3. For Claimants with General Disabilities.

(a) Make visits to beneficiaries pending hospitalisation, or after being discharged from hospital, while in training, particularly those said to be absent from training on account of illness, reporting results of investigations to the local medical officer. If an emergency arises the claimant should be sent immediately to a designated physician, if too ill to report to a physician, a physician in the employ of the Bureau will be notified of the name and address of the patient and requested call. A report on each case will be made to the nearest local office, together with recommendations and a statement of any action that has been taken. If Claimant’s absence from training was not due to illness that fact will be communicated to the local Bureau authority.

(b) Report on every case assigned to her and render subsequent reports on such cases as may be required from time to time; to make supplemental reports from time to time as may be necessary. Such reports will be made on Medical E, or other designated form, and will have for their object the discovery of present results of service disabilities, intercurrent ailments, or physical conditions which are preventing the physical rehabilitation of the man. The attention of the District or local medical officer will be called to any seemingly improper conditions, and recommendations will be made looking to their correction. Subsequent reports will show whether or not these conditions have been remedied. For the purpose of reducing the number of visits that are required the claimant will be induced to call at the office if practicable.

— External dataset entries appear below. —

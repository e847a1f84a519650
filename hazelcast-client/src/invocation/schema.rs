//! Schema metadata capability.
//!
//! Payloads in the compact format reference schemas by id. The client keeps
//! the schemas it has registered and must make sure the cluster knows them
//! before sending data that depends on them.

use async_trait::async_trait;

use hazelcast_core::Result;

/// Access to the schemas known to this client.
#[async_trait]
pub trait SchemaService: Send + Sync + std::fmt::Debug {
    /// Returns true if this client has registered any schema.
    fn has_schemas(&self) -> bool;

    /// Fetches a schema this client does not know yet from the cluster.
    async fn fetch_schema(&self, schema_id: i64) -> Result<()>;

    /// Sends every locally registered schema to the connected cluster.
    async fn send_all_schemas(&self) -> Result<()>;
}

/// Schema service for clients that never use the compact format.
#[derive(Debug, Clone, Copy, Default)]
pub struct NoopSchemaService;

#[async_trait]
impl SchemaService for NoopSchemaService {
    fn has_schemas(&self) -> bool {
        false
    }

    async fn fetch_schema(&self, schema_id: i64) -> Result<()> {
        Err(hazelcast_core::HazelcastError::SchemaNotFound {
            schema_id,
            message: "no schema service is configured".to_string(),
        })
    }

    async fn send_all_schemas(&self) -> Result<()> {
        Ok(())
    }
}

(c) When calling at the home of a patient the nurse will notice the sanitary conditions of the home, particular attention being given to plumbing, adequacy of rooms, air space per capita, light, heat, bathing facilities, number of flights of stairs necessary to reach quarters, etc. Information as to how long claimant has lived there and if he has made frequent changes of residence. Recommendations will be made for improvement of conditions which appear to be prejudicial to the health of the men and his family and an earnest endeavor will be made to have them corrected. In case the family of a beneficiary needs medical treatment or other attention the social worker or in her absence the Red Cross or other Co-operating agency will be notified.

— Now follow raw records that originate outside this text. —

//! Live connection table and client state.

use std::sync::{Arc, RwLock};

use rand::Rng;
use uuid::Uuid;

use hazelcast_core::{HazelcastError, Result};

use super::connection::Connection;
use super::load_balancer::LoadBalancer;
use crate::cluster::MemberDirectory;
use crate::config::ReconnectMode;
use crate::listener::{Member, MemberVersion};

const SQL_CONNECTION_RANDOM_ATTEMPTS: usize = 10;

/// Connection state of the client as a whole.
#[derive(Debug, Clone, Copy, PartialEq, Eq, Hash)]
pub enum ClientState {
    /// No cluster connection was ever established.
    Initial,
    /// The first connection to a cluster is authenticated.
    ConnectedToCluster,
    /// Local state has been sent to the cluster; invocations are allowed.
    InitializedOnCluster,
    /// Every connection was lost after being initialized.
    DisconnectedFromCluster,
}

impl std::fmt::Display for ClientState {
    fn fmt(&self, f: &mut std::fmt::Formatter<'_>) -> std::fmt::Result {
        let name = match self {
            Self::Initial => "INITIAL",
            Self::ConnectedToCluster => "CONNECTED_TO_CLUSTER",
            Self::InitializedOnCluster => "INITIALIZED_ON_CLUSTER",
            Self::DisconnectedFromCluster => "DISCONNECTED_FROM_CLUSTER",
        };
        f.write_str(name)
    }
}

/// Authenticated connections keyed by member uuid, plus the client state.
///
/// Only the connection manager changes the table and the state; everyone
/// else reads.
#[derive(Debug)]
pub struct ConnectionRegistry {
    connections: RwLock<Vec<(Uuid, Arc<Connection>)>>,
    state: RwLock<ClientState>,
    smart_routing: bool,
    async_start: bool,
    reconnect_mode: ReconnectMode,
    load_balancer: Arc<dyn LoadBalancer>,
    members: Arc<dyn MemberDirectory>,
}

impl ConnectionRegistry {
    /// Creates an empty registry in the `Initial` state.
    pub fn new(
        smart_routing: bool,
        async_start: bool,
        reconnect_mode: ReconnectMode,
        load_balancer: Arc<dyn LoadBalancer>,
        members: Arc<dyn MemberDirectory>,
    ) -> Self {
        Self {
            connections: RwLock::new(Vec::new()),
            state: RwLock::new(ClientState::Initial),
            smart_routing,
            async_start,
            reconnect_mode,
            load_balancer,
            members,
        }
    }

    /// Returns true if the client routes requests to their owners.
    pub fn is_smart_routing(&self) -> bool {
        self.smart_routing
    }

    /// Returns the connection to the given member.
    pub fn get_connection(&self, member_uuid: Uuid) -> Option<Arc<Connection>> {
        self.read()
            .iter()
            .find(|(uuid, _)| *uuid == member_uuid)
            .map(|(_, connection)| Arc::clone(connection))
    }

    /// Returns a connection for an untargeted invocation.
    ///
    /// With smart routing the load balancer picks the member; otherwise, or
    /// if the picked member has no connection, the first connection is used.
    pub fn get_random_connection(&self) -> Option<Arc<Connection>> {
        if self.smart_routing {
            let members = self.members.members();
            if let Some(member) = self.load_balancer.next(&members) {
                if let Some(connection) = self.get_connection(member.uuid()) {
                    return Some(connection);
                }
            }
        }
        self.read().first().map(|(_, connection)| Arc::clone(connection))
    }

    /// Returns every registered connection in registration order.
    pub fn get_connections(&self) -> Vec<Arc<Connection>> {
        self.read().iter().map(|(_, c)| Arc::clone(c)).collect()
    }

    /// Registers the connection to a member, replacing any previous one.
    pub fn set_connection(&self, member_uuid: Uuid, connection: Arc<Connection>) {
        let mut connections = self.write();
        match connections.iter_mut().find(|(uuid, _)| *uuid == member_uuid) {
            Some(entry) => entry.1 = connection,
            None => connections.push((member_uuid, connection)),
        }
    }

    /// Removes the member's entry if it still refers to `connection`.
    /// Returns true if an entry was removed.
    pub fn delete_connection(&self, member_uuid: Uuid, connection: &Connection) -> bool {
        let mut connections = self.write();
        let before = connections.len();
        connections.retain(|(uuid, c)| !(*uuid == member_uuid && c.id() == connection.id()));
        connections.len() != before
    }

    /// Returns true if no connection is registered.
    pub fn is_empty(&self) -> bool {
        self.read().is_empty()
    }

    /// Returns the number of registered connections.
    pub fn len(&self) -> usize {
        self.read().len()
    }

    /// Returns the client state.
    pub fn client_state(&self) -> ClientState {
        *self.state.read().unwrap_or_else(|e| e.into_inner())
    }

    /// Sets the client state.
    pub fn set_client_state(&self, state: ClientState) {
        let mut current = self.state.write().unwrap_or_else(|e| e.into_inner());
        if *current != state {
            tracing::debug!(from = %*current, to = %state, "client state changed");
            *current = state;
        }
    }

    /// Decides whether a non-urgent invocation may be sent now.
    pub fn check_if_invocation_allowed(&self) -> Result<()> {
        let state = self.client_state();
        if state == ClientState::InitializedOnCluster && !self.is_empty() {
            return Ok(());
        }

        if state == ClientState::Initial {
            if self.async_start {
                return Err(HazelcastError::ClientOffline(
                    "client is not connected to the cluster yet".to_string(),
                ));
            }
            return Err(HazelcastError::Connection(
                "no connection found to cluster since the client is starting".to_string(),
            ));
        }

        if self.reconnect_mode.is_async() {
            return Err(HazelcastError::ClientOffline(
                "client is reconnecting to the cluster".to_string(),
            ));
        }
        Err(HazelcastError::Connection(
            "no connection found to cluster".to_string(),
        ))
    }

    /// Picks a connection for a cluster-wide query.
    ///
    /// Prefers a random data member of the larger same-version group, then
    /// the first connection to a data member, then any connection. This is a
    /// best-effort hint.
    pub fn connection_for_sql(&self) -> Result<Option<Arc<Connection>>> {
        if self.smart_routing {
            let members = self.members.members();
            for _ in 0..SQL_CONNECTION_RANDOM_ATTEMPTS {
                let Some(member) = member_of_larger_same_version_group(&members)? else {
                    break;
                };
                if let Some(connection) = self.get_connection(member.uuid()) {
                    return Ok(Some(connection));
                }
            }
        }

        let connections = self.get_connections();
        let data_member_connection = connections.iter().find(|c| {
            c.member_uuid()
                .and_then(|uuid| self.members.member(uuid))
                .is_some_and(|m| !m.is_lite_member())
        });
        Ok(data_member_connection
            .or_else(|| connections.first())
            .cloned())
    }

    fn read(&self) -> std::sync::RwLockReadGuard<'_, Vec<(Uuid, Arc<Connection>)>> {
        self.connections.read().unwrap_or_else(|e| e.into_inner())
    }

    fn write(&self) -> std::sync::RwLockWriteGuard<'_, Vec<(Uuid, Arc<Connection>)>> {
        self.connections.write().unwrap_or_else(|e| e.into_inner())
    }
}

(d) Reports on Medical G, or other designated form, will be made on cases that break down in training, indicating when possible the cause of the interruption of training, whether the same is actually due to a reactivation of the original disability, to an intercurrent condition, or to extrinsic causes connected with training, work, or living conditions. Medical Form G, or other designated form, will be forwarded through proper channels to the District Medical Officer or his nearest representative.